The pontiff also seeks a softer image among the world's religions.
VATICAN CITY (AP) -- Pope Benedict XVI made a seamless transition of church leadership Thursday by reappointing the entire Vatican hierarchy from the last papacy while showing increasing signs that he is not the aloof and dour prelate that many anticipated.
He waved and smiled at crowds gathered along the short stretch between the Vatican gates and his old apartment, where he spent some time in the afternoon. "Viva il papa!" some shouted. The pope, dressed all in white, raised both hands in a greeting.
His schedule also shows hints of the openness and symbolic gestures that were at the heart of John Paul II's reign: a meeting with journalists Saturday, an outdoor Mass to formally take the papal throne Sunday and a visit Monday to a church built over the tomb of St. Paul -- an apostle who carries deep significance for Roman Catholics and Christian Orthodox.
The Vatican even unveiled new e-mail addresses for Benedict, following an innovation started by John Paul.
Differing styles
In the first days of his papacy, the 78-year-old Benedict has projected two clear styles.
One was expected: the confident and well-prepared Vatican insider who was one of John Paul's closest advisers for more than two decades. His decisions on the top-level posts came quickly -- some popes have struggled for weeks -- and showed continuity with his predecessor.
There were no changes in any major Vatican office all the way up to the No. 2 slot, the secretary of state, Cardinal Angelo Sodano. The only question remains who will fill the powerful job that the new pope held since 1981: overseeing church doctrine and punishing those who stray.
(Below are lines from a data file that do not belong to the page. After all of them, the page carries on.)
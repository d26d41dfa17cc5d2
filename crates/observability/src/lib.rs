//! Tracing, logging (shared setup).

pub use crate::tracing::LogFormat;

/// Initialize process-wide observability (tracing/logging) with JSON output.
///
/// This is safe to call multiple times; subsequent calls become no-ops.
pub fn init() {
    tracing::init(LogFormat::Json);
}

/// Same as [`init`] with an explicit output format.
pub fn init_with(format: LogFormat) {
    tracing::init(format);
}

/// Tracing configuration (filters, layers).
pub mod tracing;

/// Structured records emitted around wrapped handlers.
pub mod logging;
The second image emerging -- a humble and welcoming pastor -- has caught many off guard.
The pontiff's name, Cardinal Joseph Ratzinger, became synonymous among Catholics with the church's strictest factions and earned him nicknames that played off his German background, such as "God's rottweiler."
All agree that he is strongly rooted in church traditions and inflexible on issues such as the church's bans on contraception and women priests. But so was John Paul. The new pontiff may lack his predecessor's charisma, but he shares his sense of reaching out to the faithful, they say.
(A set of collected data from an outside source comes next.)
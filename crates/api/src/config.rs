//! Runtime configuration read from the environment.

use std::net::SocketAddr;

use zap_observability::LogFormat;

/// Deployment mode. Controls how much failure detail reaches callers.
#[derive(Debug, Copy, Clone, PartialEq, Eq, Default)]
pub enum Mode {
    Development,
    #[default]
    Production,
}

impl Mode {
    /// Anything other than `development` is treated as production.
    pub fn parse(value: &str) -> Self {
        match value.trim().to_ascii_lowercase().as_str() {
            "development" | "dev" => Mode::Development,
            _ => Mode::Production,
        }
    }

    pub fn is_development(self) -> bool {
        matches!(self, Mode::Development)
    }

    pub fn log_format(self) -> LogFormat {
        match self {
            Mode::Development => LogFormat::Text,
            Mode::Production => LogFormat::Json,
        }
    }
}

/// VAPID credentials for Web Push. All three must be set for push to work.
#[derive(Debug, Clone, Default, PartialEq, Eq)]
pub struct VapidConfig {
    pub public_key: Option<String>,
    pub private_key: Option<String>,
    pub mail: Option<String>,
}

impl VapidConfig {
    pub fn new(
        public_key: impl Into<String>,
        private_key: impl Into<String>,
        mail: impl Into<String>,
    ) -> Self {
        Self {
            public_key: Some(public_key.into()),
            private_key: Some(private_key.into()),
            mail: Some(mail.into()),
        }
    }
}

#[derive(Debug, Clone, PartialEq, Eq)]
pub struct AppConfig {
    pub mode: Mode,
    pub bind_addr: SocketAddr,
    pub vapid: VapidConfig,
}

impl Default for AppConfig {
    fn default() -> Self {
        Self {
            mode: Mode::Production,
            bind_addr: SocketAddr::from(([0, 0, 0, 0], 8080)),
            vapid: VapidConfig::default(),
        }
    }
}

impl AppConfig {
    /// Read `ZAP_ENV`, `BIND_ADDR` and `VAPID_*` from the process environment.
    pub fn from_env() -> Self {
        Self::from_lookup(|key| std::env::var(key).ok())
    }

    /// Same as [`from_env`](Self::from_env) with an injectable lookup.
    pub fn from_lookup(lookup: impl Fn(&str) -> Option<String>) -> Self {
        let defaults = Self::default();

        let mode = lookup("ZAP_ENV").map(|v| Mode::parse(&v)).unwrap_or(defaults.mode);

        let bind_addr = match lookup("BIND_ADDR") {
            Some(raw) => raw.parse().unwrap_or_else(|e| {
                tracing::warn!(value = %raw, error = %e, "invalid BIND_ADDR; using default");
                defaults.bind_addr
            }),
            None => defaults.bind_addr,
        };

        let non_empty = |key: &str| lookup(key).filter(|v| !v.trim().is_empty());
        let vapid = VapidConfig {
            public_key: non_empty("VAPID_PUBLIC_KEY"),
            private_key: non_empty("VAPID_PRIVATE_KEY"),
            mail: non_empty("VAPID_MAIL"),
        };

        Self {
            mode,
            bind_addr,
            vapid,
        }
    }

    pub fn with_vapid(mut self, vapid: VapidConfig) -> Self {
        self.vapid = vapid;
        self
    }
}

#[cfg(test)]
mod tests {
    use super::*;
    use std::collections::HashMap;

    fn lookup(pairs: &[(&str, &str)]) -> impl Fn(&str) -> Option<String> {
        let map: HashMap<String, String> =
            pairs.iter().map(|(k, v)| (k.to_string(), v.to_string())).collect();
        move |key| map.get(key).cloned()
    }

    #[test]
    fn defaults_to_production() {
        let cfg = AppConfig::from_lookup(lookup(&[]));
        assert_eq!(cfg, AppConfig::default());
        assert!(!cfg.mode.is_development());
    }

    #[test]
    fn reads_all_keys() {
        let cfg = AppConfig::from_lookup(lookup(&[
            ("ZAP_ENV", "development"),
            ("BIND_ADDR", "127.0.0.1:3000"),
            ("VAPID_PUBLIC_KEY", "pub"),
            ("VAPID_PRIVATE_KEY", "priv"),
            ("VAPID_MAIL", "ops@example.com"),
        ]));
        assert_eq!(cfg.mode, Mode::Development);
        assert_eq!(cfg.bind_addr.port(), 3000);
        assert_eq!(cfg.vapid, VapidConfig::new("pub", "priv", "ops@example.com"));
    }

    #[test]
    fn bad_values_fall_back() {
        let cfg = AppConfig::from_lookup(lookup(&[
            ("ZAP_ENV", "staging"),
            ("BIND_ADDR", "not-an-addr"),
            ("VAPID_MAIL", "  "),
        ]));
        assert_eq!(cfg.mode, Mode::Production);
        assert_eq!(cfg.bind_addr, AppConfig::default().bind_addr);
        assert_eq!(cfg.vapid.mail, None);
    }
}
"He was a follower and servant of the late Pope John Paul II," Vatican-based Colombian Cardinal Lopez Trujillo told Colombian radio RCN. "He is a simple man, serene, cordial, with a fine sense of humor and very kind. ... No one has seen him in a moment of indisposition of rancor or intolerance. These are myths the press invented."
Another cardinal, Italian Tarcisio Bertone, who had worked as Ratzinger's top aide, described how the new pope always paid attention to the street cats around the Vatican and how they sometimes followed him as he walked to his office.
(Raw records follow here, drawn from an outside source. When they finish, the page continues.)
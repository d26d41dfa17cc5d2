//! Arbitrary failures raised by wrapped operations and their normalization.
//!
//! A wrapped operation may fail with anything: an already classified
//! [`AppError`], a set of validation issues, some library error, or a bare
//! value. [`Failure`] holds all four so the pipeline can log and reshape them
//! without losing information, and [`Failure::normalize`] collapses them into
//! one canonical [`AppError`].

use core::fmt;

use serde::Serialize;
use serde_json::Value;
use validator::ValidationErrors;

use crate::error::{AppError, Cause, ErrorKind};
use crate::issues::ValidationIssues;

/// Message used when a failure's own text must not be shown.
pub const GENERIC_MESSAGE: &str = "An unexpected error occurred";

/// Anything a wrapped operation can fail with.
#[derive(Debug)]
pub enum Failure {
    /// Already part of the taxonomy.
    Typed(AppError),
    /// Input failed schema validation.
    Validation(ValidationIssues),
    /// Unclassified error.
    Error {
        type_name: &'static str,
        error: anyhow::Error,
    },
    /// Not an error at all (a string, a number, a JSON blob).
    Value(Value),
}

impl Failure {
    /// Wrap a concrete error, remembering its type name for logs.
    pub fn error<E>(error: E) -> Self
    where
        E: std::error::Error + Send + Sync + 'static,
    {
        Failure::Error {
            type_name: short_type_name::<E>(),
            error: anyhow::Error::new(error),
        }
    }

    /// Wrap any serializable value.
    pub fn value(value: impl Serialize) -> Self {
        match serde_json::to_value(value) {
            Ok(v) => Failure::Value(v),
            Err(e) => Failure::Value(Value::String(e.to_string())),
        }
    }

    /// Name used for `error_type` in failure logs.
    pub fn type_name(&self) -> &str {
        match self {
            Failure::Typed(err) => err.name(),
            Failure::Validation(_) => "ValidationError",
            Failure::Error { type_name, .. } => *type_name,
            Failure::Value(value) => json_type(value),
        }
    }

    /// Best available human message. Never fails.
    pub fn message(&self) -> String {
        match self {
            Failure::Typed(err) => err.message().to_string(),
            Failure::Validation(_) => "Validation failed".to_string(),
            Failure::Error { error, .. } => error.to_string(),
            Failure::Value(value) => value_to_string(value),
        }
    }

    /// Up to `max_lines` lines describing where the failure came from.
    ///
    /// For unclassified errors this is the rendered source chain (plus the
    /// backtrace when one was captured); typed errors render their cause.
    pub fn stack(&self, max_lines: usize) -> Option<String> {
        let rendered = match self {
            Failure::Typed(err) => {
                let cause = err.cause()?;
                format!("{}: {}\nCaused by: {cause}", err.name(), err.message())
            }
            Failure::Error { error, .. } => format!("{error:?}"),
            Failure::Validation(_) | Failure::Value(_) => return None,
        };
        Some(truncate_lines(&rendered, max_lines))
    }

    /// Collapse into the canonical taxonomy.
    ///
    /// Typed errors pass through untouched, so normalizing twice is the same
    /// as normalizing once.
    pub fn normalize(self) -> AppError {
        match self {
            Failure::Typed(err) => err,
            Failure::Validation(issues) => {
                AppError::new(ErrorKind::InternalServer, "Validation failed").with_cause(issues)
            }
            Failure::Error { type_name, error } => {
                let cause = Cause::from_anyhow(type_name, &error);
                AppError::new(ErrorKind::InternalServer, error.to_string()).with_cause(cause)
            }
            Failure::Value(value) => {
                AppError::new(ErrorKind::InternalServer, value_to_string(&value)).with_cause(value)
            }
        }
    }
}

impl fmt::Display for Failure {
    fn fmt(&self, f: &mut fmt::Formatter<'_>) -> fmt::Result {
        write!(f, "{}: {}", self.type_name(), self.message())
    }
}

impl From<AppError> for Failure {
    fn from(err: AppError) -> Self {
        Failure::Typed(err)
    }
}

impl From<ErrorKind> for Failure {
    fn from(kind: ErrorKind) -> Self {
        Failure::Typed(AppError::from_kind(kind))
    }
}

impl From<ValidationIssues> for Failure {
    fn from(issues: ValidationIssues) -> Self {
        Failure::Validation(issues)
    }
}

impl From<ValidationErrors> for Failure {
    fn from(errors: ValidationErrors) -> Self {
        Failure::Validation(errors.into())
    }
}

impl From<anyhow::Error> for Failure {
    fn from(error: anyhow::Error) -> Self {
        // A typed error that travelled through anyhow is still typed.
        match error.downcast::<AppError>() {
            Ok(typed) => Failure::Typed(typed),
            Err(error) => Failure::Error {
                type_name: "Error",
                error,
            },
        }
    }
}

impl From<std::io::Error> for Failure {
    fn from(error: std::io::Error) -> Self {
        Failure::error(error)
    }
}

impl From<serde_json::Error> for Failure {
    fn from(error: serde_json::Error) -> Self {
        Failure::error(error)
    }
}

impl From<String> for Failure {
    fn from(value: String) -> Self {
        Failure::Value(Value::String(value))
    }
}

impl From<&str> for Failure {
    fn from(value: &str) -> Self {
        Failure::Value(Value::String(value.to_string()))
    }
}

impl From<Value> for Failure {
    fn from(value: Value) -> Self {
        Failure::Value(value)
    }
}

impl From<Failure> for AppError {
    fn from(failure: Failure) -> Self {
        failure.normalize()
    }
}

/// Keep the first `max_lines` lines of `text`.
pub fn truncate_lines(text: &str, max_lines: usize) -> String {
    text.lines().take(max_lines).collect::<Vec<_>>().join("\n")
}

fn value_to_string(value: &Value) -> String {
    match value {
        Value::String(s) => s.clone(),
        other => other.to_string(),
    }
}

fn json_type(value: &Value) -> &'static str {
    match value {
        Value::Null => "null",
        Value::Bool(_) => "boolean",
        Value::Number(_) => "number",
        Value::String(_) => "string",
        Value::Array(_) => "array",
        Value::Object(_) => "object",
    }
}

fn short_type_name<T>() -> &'static str {
    let full = std::any::type_name::<T>();
    // Drop generic arguments before taking the last path segment.
    let base = full.split('<').next().unwrap_or(full);
    base.rsplit("::").next().unwrap_or(base)
}

#[cfg(test)]
mod tests {
    use super::*;
    use crate::issues::ValidationIssue;
    use serde_json::json;

    fn sample_failures() -> Vec<Failure> {
        vec![
            AppError::conflict("email taken").into(),
            ValidationIssues::from(vec![ValidationIssue::new("email", "email", "bad")]).into(),
            anyhow::anyhow!("db connection reset").into(),
            std::io::Error::new(std::io::ErrorKind::Other, "disk full").into(),
            "plain string".into(),
            json!(42).into(),
            json!(null).into(),
            json!({"weird": [1, 2, 3]}).into(),
        ]
    }

    #[test]
    fn normalize_is_total() {
        for failure in sample_failures() {
            let err = failure.normalize();
            assert!(!err.code().is_empty());
            assert!(!err.name().is_empty());
            assert!(err.to_json().get("message").is_some());
        }
    }

    #[test]
    fn typed_errors_pass_through_unchanged() {
        let original = AppError::not_found("nope").with_cause(json!({"id": 7}));
        let once = Failure::from(original.clone()).normalize();
        assert_eq!(once, original);
        let twice = Failure::from(once.clone()).normalize();
        assert_eq!(twice, once);
    }

    #[test]
    fn validation_becomes_internal_with_issues() {
        let issues =
            ValidationIssues::from(vec![ValidationIssue::new("name", "length", "too short")]);
        let err = Failure::from(issues.clone()).normalize();
        assert_eq!(err.kind(), ErrorKind::InternalServer);
        assert_eq!(err.message(), "Validation failed");
        assert_eq!(err.cause(), Some(&Cause::Validation { issues }));
    }

    #[test]
    fn generic_errors_keep_their_message() {
        let err = Failure::from(anyhow::anyhow!("boom")).normalize();
        assert_eq!(err.kind(), ErrorKind::InternalServer);
        assert_eq!(err.message(), "boom");
    }

    #[test]
    fn non_error_values_are_coerced() {
        assert_eq!(Failure::from("oops").normalize().message(), "oops");
        assert_eq!(Failure::from(json!(404)).normalize().message(), "404");
        assert_eq!(Failure::value(json!(null)).type_name(), "null");
    }

    #[test]
    fn app_error_inside_anyhow_stays_typed() {
        let wrapped: anyhow::Error = AppError::forbidden("no").into();
        let failure = Failure::from(wrapped);
        assert!(matches!(failure, Failure::Typed(ref e) if e.kind() == ErrorKind::Forbidden));
    }

    #[test]
    fn concrete_errors_record_their_type_name() {
        let failure = Failure::from(std::io::Error::new(std::io::ErrorKind::Other, "x"));
        assert_eq!(failure.type_name(), "Error");
        let failure = Failure::error(AppError::internal("y"));
        assert_eq!(failure.type_name(), "AppError");
    }

    #[test]
    fn stack_is_truncated_and_optional() {
        let err = anyhow::anyhow!("root").context("layer 1").context("layer 2");
        let failure = Failure::from(err);
        let stack = failure.stack(2).unwrap();
        assert!(stack.lines().count() <= 2);

        assert!(Failure::from("s").stack(5).is_none());
        assert!(Failure::from(AppError::internal("no cause")).stack(5).is_none());
    }

    #[test]
    fn truncate_lines_keeps_prefix() {
        assert_eq!(truncate_lines("a\nb\nc", 2), "a\nb");
        assert_eq!(truncate_lines("", 5), "");
    }
}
Bertone joked: "One time the Swiss Guards had to intervene: 'Look, your eminence, the cats are laying siege to the Holy See.'"
The Rev. Anthony Figueiredo, a Rome-trained theologian at Seton Hall University in New Jersey, said the pontiff is making the needed transition from the rigid role of "defender of doctrine" to the world stage as "unifier and spiritual leader."
Benedict "will be very firm on doctrine. We know that," said Figueiredo. "But you will see a man who is much more approachable than this reputation as an authoritarian, Germanic figure."
On Wednesday, with several nods to John Paul's groundbreaking papacy, Benedict sketched out some of his broad priorities, including "an open and sincere dialogue" with other faiths and trying to reverse the decline in church attendance and vocations in the West.
Healing the rift
He also appears interested in picking up where John Paul left off with efforts to end the nearly 1,000-year estrangement with Orthodox churches, which broke with the Roman church over papal authority and disputes about the liturgy. One of the late pope's unfulfilled dreams was to visit Russia, the most populous Orthodox nation.
On Monday, Benedict plans to visit the Rome basilica built over the tomb of St. Paul, who helped bring Christianity to regions on both sides of the current Catholic-Orthodox divide.